• INSTRUCTIONS FOR THE TASK: Using the records that follow, work out the number of lines with the word "rest" in them; reply with that number only.

• RECORDS TO USE:
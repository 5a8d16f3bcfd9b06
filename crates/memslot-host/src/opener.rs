//! Opening external links in the user's browser.

/// Opens a URL outside the panel.
pub trait UrlOpener: Send + Sync {
    fn open(&self, url: &str) -> std::io::Result<()>;
}

/// Opens URLs with the system default browser.
#[derive(Debug, Clone, Copy, Default)]
pub struct SystemUrlOpener;

impl UrlOpener for SystemUrlOpener {
    fn open(&self, url: &str) -> std::io::Result<()> {
        webbrowser::open(url)
    }
}

/// Only absolute http(s) URLs are handed to the browser.
pub fn is_openable(url: &str) -> bool {
    let rest = url
        .strip_prefix("https://")
        .or_else(|| url.strip_prefix("http://"));
    matches!(rest, Some(host) if !host.is_empty() && !host.starts_with('/'))
        && !url.chars().any(|c| c.is_whitespace() || c.is_control())
}

#[cfg(test)]
mod tests {
    use super::*;

    #[test]
    fn accepts_http_and_https() {
        assert!(is_openable("https://github.com/memslot/memslot"));
        assert!(is_openable("http://localhost:8080/"));
    }

    #[test]
    fn rejects_other_schemes_and_junk() {
        assert!(!is_openable("file:///etc/passwd"));
        assert!(!is_openable("javascript:alert(1)"));
        assert!(!is_openable("https://"));
        assert!(!is_openable("https:///path"));
        assert!(!is_openable("https://exa mple.com"));
        assert!(!is_openable("https://example.com\n"));
        assert!(!is_openable(""));
    }
}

• RESPONSE: 2